» **WORK TO BE COMPLETED**:
Write each of the records out again exactly.

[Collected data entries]
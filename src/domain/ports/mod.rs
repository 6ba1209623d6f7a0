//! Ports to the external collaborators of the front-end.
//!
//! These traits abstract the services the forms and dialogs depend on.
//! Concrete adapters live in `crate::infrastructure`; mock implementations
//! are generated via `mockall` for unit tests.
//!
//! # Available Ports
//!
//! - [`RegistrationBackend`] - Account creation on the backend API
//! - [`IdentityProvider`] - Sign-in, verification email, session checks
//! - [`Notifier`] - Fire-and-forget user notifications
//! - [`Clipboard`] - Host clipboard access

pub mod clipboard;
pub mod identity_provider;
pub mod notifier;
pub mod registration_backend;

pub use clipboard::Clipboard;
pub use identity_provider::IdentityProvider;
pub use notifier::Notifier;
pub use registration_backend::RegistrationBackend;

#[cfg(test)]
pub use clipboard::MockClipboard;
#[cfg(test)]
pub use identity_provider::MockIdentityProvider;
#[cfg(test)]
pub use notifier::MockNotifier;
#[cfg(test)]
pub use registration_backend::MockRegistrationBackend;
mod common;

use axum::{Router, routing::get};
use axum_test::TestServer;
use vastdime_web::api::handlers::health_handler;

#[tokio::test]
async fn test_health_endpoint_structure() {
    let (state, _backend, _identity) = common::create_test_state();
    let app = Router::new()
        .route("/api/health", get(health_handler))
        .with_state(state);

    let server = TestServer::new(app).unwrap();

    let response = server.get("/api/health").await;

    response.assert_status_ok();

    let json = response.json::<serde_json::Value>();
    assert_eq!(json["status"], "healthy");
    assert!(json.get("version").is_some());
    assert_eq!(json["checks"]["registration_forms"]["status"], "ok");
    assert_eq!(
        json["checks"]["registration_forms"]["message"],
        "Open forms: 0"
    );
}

» **TASK SOLUTION**:
filename src/domain/ports/mod.rs
repository 6ba1209623d6f7a0
//! Ports to the external collaborators of the front-end.
//!
//! These traits abstract the services the forms and dialogs depend on.
//! Concrete adapters live in `crate::infrastructure`; mock implementations
//! are generated via `mockall` for unit tests.
//!
//! # Available Ports
//!
//! - [`RegistrationBackend`] - Account creation on the backend API
//! - [`IdentityProvider`] - Sign-in, verification email, session checks
//! - [`Notifier`] - Fire-and-forget user notifications
//! - [`Clipboard`] - Host clipboard access

pub mod clipboard;
pub mod identity_provider;
pub mod notifier;
pub mod registration_backend;

pub use clipboard::Clipboard;
pub use identity_provider::IdentityProvider;
pub use notifier::Notifier;
pub use registration_backend::RegistrationBackend;

#[cfg(test)]
pub use clipboard::MockClipboard;
#[cfg(test)]
pub use identity_provider::MockIdentityProvider;
#[cfg(test)]
pub use notifier::MockNotifier;
#[cfg(test)]
pub use registration_backend::MockRegistrationBackend;
mod common;

use axum::{Router, routing::get};
use axum_test::TestServer;
use vastdime_web::api::handlers::health_handler;

#[tokio::test]
async fn test_health_endpoint_structure() {
    let (state, _backend, _identity) = common::create_test_state();
    let app = Router::new()
        .route("/api/health", get(health_handler))
        .with_state(state);

    let server = TestServer::new(app).unwrap();

    let response = server.get("/api/health").await;

    response.assert_status_ok();

    let json = response.json::<serde_json::Value>();
    assert_eq!(json["status"], "healthy");
    assert!(json.get("version").is_some());
    assert_eq!(json["checks"]["registration_forms"]["status"], "ok");
    assert_eq!(
        json["checks"]["registration_forms"]["message"],
        "Open forms: 0"
    );
}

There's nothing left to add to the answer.